Tomasz Kaczyński: Cieszę się, Panie Dyrektorze, że znalazł pan czas, żeby nas odwiedzić i opowiedzieć o repertuarze wrzesień-styczeń 2026, bo tych wydarzeń jest sporo, a tutaj trochę się spotykamy też w kontekście tego, co wydarzy się tam, gdzie na co dzień próbujecie, czyli dziesięciolecie Jordanek, bo to przed nami i tam też występ Toruńskiej Orkiestry Symfonicznej jest ważnym elementem tego dziesięciolecia.
Przemysław Kempiński: No tak, tak jak zawsze, bo musicie państwo wiedzieć, pewnie wiecie, ale jeszcze przypomnę, że my generalnie pracujemy na zasadzie sezonów artystycznych, czyli właściwie jak w szkole trochę. Rozpoczynamy sezon artystyczny we wrześniu, kończymy go w czerwcu i nie mamy trochę wakacji, bo mamy festiwal letni, który realizujemy od 29 lat, a w przyszłym roku będzie trzydziesta jubileuszowa edycja, więc nie śpimy w lipcu, sierpniu. I mamy taką ciągłość zachowaną działalności, a w trakcie festiwalu dzieje się czasami nawet więcej niż podczas sezonu artystycznego. Natomiast wracając, to faktycznie zainaugurowaliśmy już sezon artystyczny - tym razem 47. - przepięknym koncertem. Bardzo się cieszę, że udało nam się go zrealizować, bo przyjechał znakomity pianista Việt Trung Nguyễn, który notabene będzie miał okazję uczestniczyć w zmaganiach XIX Międzynarodowego Konkursu Chopinowskiego. To też sport narodowy przecież, kulturalny sport narodowy. Wszyscy bez względu na to, czy lubią, czy nie, obserwują, śledzą, są zainteresowani. Właśnie ten solista, który do nas przyjechał i zaprezentował koncert fortepianowy e-moll Chopina, będzie jednym z uczestników w eliminacjach, więc kto wie, czy przypadkiem siódmego września nie oklaskiwaliśmy laureata, który jednego z laureatów Konkursu Chopinowskiego, to byłaby nie lada gratka dla tych, którzy byli, więc tak, zainaugurowaliśmy sezon, no i dużo się faktycznie będzie działo.
Czy są jakieś takie żelazne punkty, bo kiedy mówimy o jakimś cyklu koncertów, wydarzeń kulturalnych, to zwykle któryś z tych wydarzeń jest mniej lub bardziej atrakcyjne. Jak tak przeglądam sobie ten repertuar do stycznia, to ciężko mi uznać, że któryś z tych wydarzeń jest mniej lub bardziej ważne. Zakładam, że to tak nie jest w przypadku Toruńskiej Orkiestry Symfonicznej. Każdy ma swoją wagę, prawda?

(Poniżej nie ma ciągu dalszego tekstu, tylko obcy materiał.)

//! Stylesheet processing step backed by lightningcss.

use lightningcss::stylesheet::{ParserOptions, PrinterOptions, StyleSheet};

use super::{Processed, ProcessContext, SourceMap, TransformError, TransformStep};

/// Parses and reprints stylesheets through lightningcss.
///
/// Non-CSS content passes through untouched (the match rule also admits
/// HTML, which this step has no business parsing). Produces a source map
/// unless inline maps were requested.
pub struct LightningCss {
    minify: bool,
}

impl LightningCss {
    pub fn new(minify: bool) -> Self {
        Self { minify }
    }
}

impl TransformStep for LightningCss {
    fn name(&self) -> &'static str {
        "lightningcss"
    }

    fn apply(&self, code: &str, ctx: &ProcessContext) -> Result<Processed, TransformError> {
        if !ctx.is_stylesheet() {
            return Ok(Processed {
                code: code.to_string(),
                map: None,
            });
        }

        let stylesheet = StyleSheet::parse(code, ParserOptions::default())
            .map_err(|e| TransformError::new(self.name(), e.to_string()))?;
        let result = stylesheet
            .to_css(PrinterOptions {
                minify: self.minify,
                ..PrinterOptions::default()
            })
            .map_err(|e| TransformError::new(self.name(), e.to_string()))?;

        let map = (!ctx.map_inline).then(|| SourceMap::for_source(ctx.from.as_deref()));
        Ok(Processed {
            code: result.code,
            map,
        })
    }
}

#[cfg(test)]
mod tests {
    use super::*;

    fn css_ctx() -> ProcessContext {
        ProcessContext {
            from: Some("src/app.css".into()),
            ..ProcessContext::default()
        }
    }

    #[test]
    fn test_minifies_stylesheets() {
        let step = LightningCss::new(true);
        let out = step.apply("a { color: red; }", &css_ctx()).unwrap();
        assert_eq!(out.code, "a{color:red}");
        assert!(out.map.is_some());
    }

    #[test]
    fn test_html_passes_through() {
        let step = LightningCss::new(true);
        let ctx = ProcessContext {
            from: Some("src/index.html".into()),
            ..ProcessContext::default()
        };
        let out = step.apply("<body></body>", &ctx).unwrap();
        assert_eq!(out.code, "<body></body>");
        assert!(out.map.is_none());
    }

    #[test]
    fn test_inline_maps_suppress_sidecar_map() {
        let step = LightningCss::new(false);
        let ctx = ProcessContext {
            map_inline: true,
            ..css_ctx()
        };
        let out = step.apply("a { color: red; }", &ctx).unwrap();
        assert!(out.map.is_none());
    }

    #[test]
    fn test_invalid_css_is_an_error() {
        let step = LightningCss::new(false);
        let err = step.apply("}", &css_ctx()).unwrap_err();
        assert_eq!(err.step, "lightningcss");
    }

    #[test]
    fn test_reprint_is_deterministic() {
        let step = LightningCss::new(false);
        let a = step.apply("a { color: red; }", &css_ctx()).unwrap();
        let b = step.apply("a { color: red; }", &css_ctx()).unwrap();
        assert_eq!(a.code, b.code);
    }
}
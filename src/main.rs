//! Cascara - a CSS/HTML asset emitter for build pipelines.

#![allow(dead_code)]

mod cli;
mod config;
mod emit;
mod logger;
mod matcher;
mod transform;
mod utils;

use anyhow::Result;
use clap::{ColorChoice, Parser};
use cli::{Cli, Commands};
use config::EmitConfig;

fn main() -> Result<()> {
    let cli = Cli::parse();

    // Set global color override based on CLI option
    match cli.color {
        ColorChoice::Always => owo_colors::set_override(true),
        ColorChoice::Never => owo_colors::set_override(false),
        ColorChoice::Auto => {} // owo-colors auto-detects TTY
    }

    if let Some(args) = cli.build_args() {
        logger::set_verbose(args.verbose);
    }

    let config = EmitConfig::load(&cli)?;

    match &cli.command {
        Commands::Build { .. } => cli::build::run_build(&config),
        Commands::Check => cli::check::run_check(&config),
    }
}
//! Output name derivation from source identifiers.

/// Base name and extension derived from a source identifier.
///
/// Derivation is purely textual and deterministic: the emitted artifact
/// name never depends on filesystem state. `src/styles/app.css` yields
/// base `app` and ext `css`; distinct sources with the same final
/// segment therefore map to the same output name and overwrite each
/// other.
#[derive(Debug, Clone, PartialEq, Eq)]
pub struct DerivedName {
    /// Final path segment with its extension removed.
    pub base: String,
    /// Final dot-segment ('' when the segment has no extension).
    pub ext: String,
}

impl DerivedName {
    /// Derive from a path-like identifier. Both separators accepted.
    pub fn from_id(id: &str) -> Self {
        let segment = id.rsplit(['/', '\\']).next().unwrap_or(id);
        match segment.rsplit_once('.') {
            Some((base, ext)) if !base.is_empty() => Self {
                base: base.to_string(),
                ext: ext.to_string(),
            },
            _ => Self {
                base: segment.to_string(),
                ext: String::new(),
            },
        }
    }

    /// Emitted file name: `<base>.<ext>`, or the bare base without one.
    pub fn file_name(&self) -> String {
        if self.ext.is_empty() {
            self.base.clone()
        } else {
            format!("{}.{}", self.base, self.ext)
        }
    }

    /// Sidecar map file name: `<file_name>.map`.
    pub fn map_name(&self) -> String {
        format!("{}.map", self.file_name())
    }

    /// Whether the extension names a stylesheet.
    pub fn is_stylesheet(&self) -> bool {
        self.ext.eq_ignore_ascii_case("css")
    }
}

Przemysław Kempiński: Jak tak nie uważam do końca, dlatego, że…
Nie?
Przemysław Kempiński: Znaczy oczywiście każdy ma swoją wagę… To znaczy inaczej. Bo warto wziąć pod uwagę jedną rzecz, że my gramy dla każdego i dla jednego coś, co dla nas może jest mniej istotne w kontekście programowania, organizowania i potem wykonywania, czyli że no powiedzmy repertuar mniej ambitny, czyli niesymfoniczny, klasyczny, taki do którego zostaliśmy powołani, do realizacji, do którego zostaliśmy powołani. No to dla jednych koncert muzyki filmowej jest czymś najbardziej atrakcyjnym. Dla nas w kontekście tego, co robimy, jaki mamy statut, do czego zostaliśmy powołani, no to te klasyczne koncerty, które realizujemy są czymś, co jest absolutnym „must have” i najważniejszą rzeczą, oczkiem w głowie. Ale generalnie my się nie obrażamy na nikogo, my gramy faktycznie koncerty bardzo różnorodne, no po to, żeby z jednej strony zjednać sobie tych, którzy uwielbiają muzykę klasyczną, chociaż ich nie musimy zjednywać, bo oni po prostu śledzą program i wybierają sobie pozycje repertuarowe, na którą chcą przyjść, a zazwyczaj przychodzą na wszystkie, no ale też szukamy ludzi, którzy będą nowymi naszymi odbiorcami.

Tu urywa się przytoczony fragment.